> **Assignment**: List each line of the data in which the string "Result" appears.

> **Data section**:
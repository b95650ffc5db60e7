//! FMS CLI - command-line client for the feedback management service
//!
//! Sign in as a customer to leave feedback, or as an admin to review it.

use anyhow::{anyhow, bail, Context};
use clap::{Parser, Subcommand};
use fms_applications::{
    AdminView, FeedbackAnalytics, FeedbackApplication, FeedbackForm, GuardDecision, Notice,
    NoticeKind, Route, SubmitOutcome,
};
use fms_core::{
    init_logging, log_operation_error, log_operation_start, log_operation_success, Feedback,
    FmsConfig, Role, Service,
};
use std::path::PathBuf;
use tracing::{debug, info};

#[derive(Parser)]
#[command(name = "fms")]
#[command(about = "Leave and review service feedback")]
#[command(version)]
struct Cli {
    #[command(subcommand)]
    command: Commands,

    /// Configuration file path
    #[arg(short, long, global = true)]
    config: Option<PathBuf>,

    /// Verbose output
    #[arg(short, long, global = true)]
    verbose: bool,
}

#[derive(Subcommand)]
enum Commands {
    /// Sign in and remember the session
    Login {
        #[arg(short, long)]
        email: String,

        #[arg(short, long)]
        password: String,
    },

    /// Create an account and sign in
    Signup {
        #[arg(short, long)]
        name: String,

        #[arg(short, long)]
        email: String,

        #[arg(short, long)]
        password: String,

        /// CUSTOMER or ADMIN
        #[arg(short, long, default_value = "customer")]
        role: Role,
    },

    /// Forget the current session
    Logout,

    /// Show the signed-in user
    Whoami,

    /// Check where the current session may go for a path such as /admin-dashboard
    Open {
        #[arg(default_value = "/")]
        path: String,
    },

    /// Manage your own feedback (customers)
    Feedback {
        #[command(subcommand)]
        action: FeedbackAction,
    },

    /// Review all feedback (admins)
    Admin {
        #[command(subcommand)]
        action: AdminAction,
    },

    /// Manage configuration
    Config {
        /// Show current configuration
        #[arg(long)]
        show: bool,

        /// Initialize default configuration
        #[arg(long)]
        init: bool,

        /// Validate current configuration
        #[arg(long)]
        validate: bool,
    },
}

#[derive(Subcommand)]
enum FeedbackAction {
    /// List feedback
    List {
        /// Print raw JSON
        #[arg(long)]
        json: bool,
    },

    /// Submit new feedback
    Add {
        /// Stars, 1 to 5
        #[arg(short, long)]
        rating: Option<u8>,

        #[arg(short, long)]
        service: Option<Service>,

        #[arg(short = 'm', long, default_value = "")]
        comment: String,
    },

    /// Change existing feedback; omitted fields keep their value
    Edit {
        id: String,

        #[arg(short, long)]
        rating: Option<u8>,

        #[arg(short, long)]
        service: Option<Service>,

        #[arg(short = 'm', long)]
        comment: Option<String>,
    },

    /// Delete feedback
    Delete { id: String },
}

#[derive(Subcommand)]
enum AdminAction {
    /// Summary charts and the (filtered) feedback table
    Dashboard {
        /// Only show this star rating
        #[arg(short, long, value_parser = clap::value_parser!(u8).range(1..=5))]
        rating: Option<u8>,

        /// Only show this service
        #[arg(short, long)]
        service: Option<Service>,
    },

    /// Delete any feedback record
    Delete { id: String },
}

#[tokio::main]
async fn main() {
    let cli = Cli::parse();

    if let Err(e) = run(cli).await {
        eprintln!("❌ {:#}", e);
        std::process::exit(1);
    }
}

async fn run(cli: Cli) -> anyhow::Result<()> {
    // A missing .env is fine
    let _ = dotenvy::dotenv();

    let config = FmsConfig::load(cli.config.as_deref())?;

    let logging_config = if cli.verbose {
        config.logging.clone().verbose()
    } else {
        config.logging.clone()
    };
    init_logging(&logging_config)
        .map_err(|e| anyhow!("Failed to initialize logging: {}", e))?;

    info!("Starting FMS CLI v{}", env!("CARGO_PKG_VERSION"));

    match cli.command {
        Commands::Config {
            show,
            init,
            validate,
        } => handle_config(&config, show, init, validate),
        command => {
            config.validate()?;
            let mut app = FeedbackApplication::from_config(&config)?;
            debug!(session = %app.session(), "Session restored");

            match command {
                Commands::Login { email, password } => {
                    handle_login(&mut app, &email, &password).await
                }
                Commands::Signup {
                    name,
                    email,
                    password,
                    role,
                } => handle_signup(&mut app, &name, &email, &password, role).await,
                Commands::Logout => handle_logout(&mut app),
                Commands::Whoami => handle_whoami(&app),
                Commands::Open { path } => handle_open(&app, &path),
                Commands::Feedback { action } => handle_feedback(&app, action).await,
                Commands::Admin { action } => handle_admin(&app, action).await,
                Commands::Config { .. } => Ok(()),
            }
        }
    }
}

fn announce(user: &fms_core::User) {
    println!("✅ Signed in as {}", user.display_string());
    println!("➡️  Continue at {}", Route::landing_for(user.role));
}

async fn handle_login(
    app: &mut FeedbackApplication,
    email: &str,
    password: &str,
) -> anyhow::Result<()> {
    log_operation_start!("login", email = %email);

    match app.login(email, password).await {
        Ok(user) => {
            log_operation_success!("login", user_id = %user.id);
            announce(&user);
            Ok(())
        }
        Err(e) => {
            log_operation_error!("login", e);
            bail!(e.user_message())
        }
    }
}

async fn handle_signup(
    app: &mut FeedbackApplication,
    name: &str,
    email: &str,
    password: &str,
    role: Role,
) -> anyhow::Result<()> {
    log_operation_start!("signup", email = %email, role = %role);

    match app.signup(name, email, password, role).await {
        Ok(user) => {
            log_operation_success!("signup", user_id = %user.id);
            announce(&user);
            Ok(())
        }
        Err(e) => {
            log_operation_error!("signup", e);
            bail!(e.user_message())
        }
    }
}

const LOGOUT_INCOMPLETE: &str = "Signed out for this run, but the saved session could not be \
     removed; it will be restored the next time fms starts. Delete user.json from the data \
     directory to finish signing out";

fn handle_logout(app: &mut FeedbackApplication) -> anyhow::Result<()> {
    app.logout().context(LOGOUT_INCOMPLETE)?;
    println!("👋 Signed out");
    Ok(())
}

fn handle_whoami(app: &FeedbackApplication) -> anyhow::Result<()> {
    match app.user() {
        Some(user) => {
            println!("{}", user.display_string());
            println!("Home: {}", Route::landing_for(user.role));
        }
        None => println!("Not signed in. Run 'fms login' first."),
    }
    Ok(())
}

fn handle_open(app: &FeedbackApplication, path: &str) -> anyhow::Result<()> {
    let route = Route::resolve(path);
    debug!(path = %path, route = %route, "Resolved route");

    match app.guard(route) {
        GuardDecision::Render => println!("✅ {}", route),
        GuardDecision::Pending => println!("⏳ {} is waiting for the session", route),
        GuardDecision::Redirect(target) => {
            println!("➡️  {} is not available; redirected to {}", route, target)
        }
    }
    Ok(())
}

/// Print a notice and turn an error notice into a failure
fn report(notice: Option<&Notice>) -> anyhow::Result<()> {
    match notice {
        Some(notice) if notice.kind == NoticeKind::Error => Err(anyhow!(notice.message.clone())),
        Some(notice) => {
            println!("✅ {}", notice);
            Ok(())
        }
        None => Ok(()),
    }
}

async fn handle_feedback(app: &FeedbackApplication, action: FeedbackAction) -> anyhow::Result<()> {
    let mut view = app.customer_view()?;
    if view.mount().await.is_err() {
        return report(view.notice());
    }

    match action {
        FeedbackAction::List { json } => {
            if json {
                println!("{}", serde_json::to_string_pretty(view.items())?);
            } else if view.items().is_empty() {
                println!("No feedback yet. Add some with 'fms feedback add'.");
            } else {
                print_table(view.items().iter());
            }
            Ok(())
        }
        FeedbackAction::Add {
            rating,
            service,
            comment,
        } => {
            view.set_form(FeedbackForm::new(rating.unwrap_or(0), comment, service));
            if let Ok(SubmitOutcome::Created(created)) = view.submit().await {
                debug!(id = %created.id, "Feedback created");
            }
            report(view.notice())
        }
        FeedbackAction::Edit {
            id,
            rating,
            service,
            comment,
        } => {
            view.begin_edit(&id)?;
            let form = view.form_mut();
            if let Some(rating) = rating {
                form.rating = rating;
            }
            if let Some(service) = service {
                form.service = Some(service);
            }
            if let Some(comment) = comment {
                form.comment = comment;
            }
            let _ = view.submit().await;
            report(view.notice())
        }
        FeedbackAction::Delete { id } => {
            let _ = view.delete(&id).await;
            report(view.notice())
        }
    }
}

async fn handle_admin(app: &FeedbackApplication, action: AdminAction) -> anyhow::Result<()> {
    let mut view = app.admin_view()?;
    if view.load().await.is_err() {
        return report(view.notice());
    }

    match action {
        AdminAction::Dashboard { rating, service } => {
            view.set_rating_filter(rating);
            view.set_service_filter(service);
            print_dashboard(&view);
            Ok(())
        }
        AdminAction::Delete { id } => {
            let _ = view.delete(&id).await;
            report(view.notice())
        }
    }
}

fn print_table<'a>(items: impl Iterator<Item = &'a Feedback>) {
    println!("{:<6} {:<9} {:<6} {:<20} COMMENT", "ID", "SERVICE", "STARS", "SUBMITTED");
    for item in items {
        let submitted = item
            .timestamp
            .map(|t| t.to_string())
            .unwrap_or_else(|| "-".to_string());
        println!(
            "{:<6} {:<9} {:<6} {:<20} {}",
            item.id,
            item.service,
            stars(item.rating),
            submitted,
            item.comment
        );
    }
}

fn stars(rating: u8) -> String {
    "★".repeat(usize::from(rating.min(5)))
}

fn bar(count: usize, max: usize) -> String {
    const WIDTH: usize = 30;
    if max == 0 {
        return String::new();
    }
    "█".repeat((count * WIDTH).div_ceil(max))
}

fn print_analytics(analytics: &FeedbackAnalytics) {
    println!("📊 Feedback overview");
    println!("  Total feedback:    {}", analytics.total);
    println!("  Average rating:    {:.1}", analytics.average_rating);
    println!("  Services reviewed: {}", analytics.unique_services);
    println!("  Positive reviews:  {}", analytics.positive_reviews);

    println!();
    println!("By service");
    let max = analytics
        .per_service
        .iter()
        .map(|(_, count)| *count)
        .max()
        .unwrap_or(0);
    for (service, count) in &analytics.per_service {
        println!("  {:<9} {:>4} {}", service, count, bar(*count, max));
    }

    println!();
    println!("By rating");
    let max = analytics.per_rating.iter().copied().max().unwrap_or(0);
    for stars in (1..=5u8).rev() {
        let count = analytics.rating_count(stars);
        println!("  {} star {:>4} {}", stars, count, bar(count, max));
    }
}

fn print_dashboard(view: &AdminView) {
    print_analytics(&view.analytics());

    println!();
    let filtered = view.filtered();
    if view.filter().is_empty() {
        println!("All feedback ({})", filtered.len());
    } else {
        let rating = view
            .filter()
            .rating
            .map(|r| format!("{} stars", r))
            .unwrap_or_else(|| "any rating".to_string());
        let service = view
            .filter()
            .service
            .map(|s| s.to_string())
            .unwrap_or_else(|| "any service".to_string());
        println!(
            "Filtered: {}, {} ({} of {})",
            rating,
            service,
            filtered.len(),
            view.all().len()
        );
    }

    if filtered.is_empty() {
        println!("No feedback matches.");
    } else {
        print_table(filtered.into_iter());
    }
}

fn handle_config(config: &FmsConfig, show: bool, init: bool, validate: bool) -> anyhow::Result<()> {
    if init {
        let path = FmsConfig::default_locations()
            .into_iter()
            .next()
            .ok_or_else(|| anyhow!("Could not determine a configuration directory"))?;
        if path.exists() {
            bail!("Configuration already exists at {}", path.display());
        }
        FmsConfig::default().save_to_file(&path)?;
        println!("✅ Configuration initialized at: {}", path.display());
    }

    if show {
        println!("📋 Current configuration:");
        println!("{}", toml::to_string_pretty(config)?);
    }

    if validate {
        match config.validate() {
            Ok(()) => println!("✅ Configuration is valid"),
            Err(e) => {
                e.log();
                return Err(e.into());
            }
        }
    }

    if !(init || show || validate) {
        println!("Use --init, --show or --validate");
    }

    Ok(())
}

#[cfg(test)]
mod tests {
    use super::*;
    use clap::CommandFactory;

    #[test]
    fn cli_definition_is_consistent() {
        Cli::command().debug_assert();
    }

    #[test]
    fn parses_dashboard_filters() {
        let cli = Cli::parse_from([
            "fms", "admin", "dashboard", "--rating", "3", "--service", "amazon",
        ]);
        match cli.command {
            Commands::Admin {
                action: AdminAction::Dashboard { rating, service },
            } => {
                assert_eq!(rating, Some(3));
                assert_eq!(service, Some(Service::Amazon));
            }
            _ => panic!("wrong command"),
        }
    }

    #[test]
    fn open_defaults_to_the_root_path() {
        let cli = Cli::parse_from(["fms", "open"]);
        match cli.command {
            Commands::Open { path } => assert_eq!(Route::resolve(&path), Route::Login),
            _ => panic!("wrong command"),
        }
    }

    #[test]
    fn incomplete_logout_warns_about_restore() {
        assert!(LOGOUT_INCOMPLETE.contains("restored the next time fms starts"));
        assert!(LOGOUT_INCOMPLETE.contains("user.json"));
    }

    #[test]
    fn dashboard_rejects_out_of_range_rating() {
        assert!(Cli::try_parse_from(["fms", "admin", "dashboard", "--rating", "6"]).is_err());
    }

    #[test]
    fn bars_scale_to_the_largest_count() {
        assert_eq!(bar(0, 0), "");
        assert_eq!(bar(3, 3).chars().count(), 30);
        assert_eq!(bar(1, 3).chars().count(), 10);
        assert_eq!(stars(4), "★★★★");
    }
}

> **Solution for this task**:
async fn run(cli: Cli) -> anyhow::Result<()> {
) -> anyhow::Result<()> {
) -> anyhow::Result<()> {
fn handle_logout(app: &mut FeedbackApplication) -> anyhow::Result<()> {
fn handle_whoami(app: &FeedbackApplication) -> anyhow::Result<()> {
fn handle_open(app: &FeedbackApplication, path: &str) -> anyhow::Result<()> {
fn report(notice: Option<&Notice>) -> anyhow::Result<()> {
async fn handle_feedback(app: &FeedbackApplication, action: FeedbackAction) -> anyhow::Result<()> {
async fn handle_admin(app: &FeedbackApplication, action: AdminAction) -> anyhow::Result<()> {
fn handle_config(config: &FmsConfig, show: bool, init: bool, validate: bool) -> anyhow::Result<()> {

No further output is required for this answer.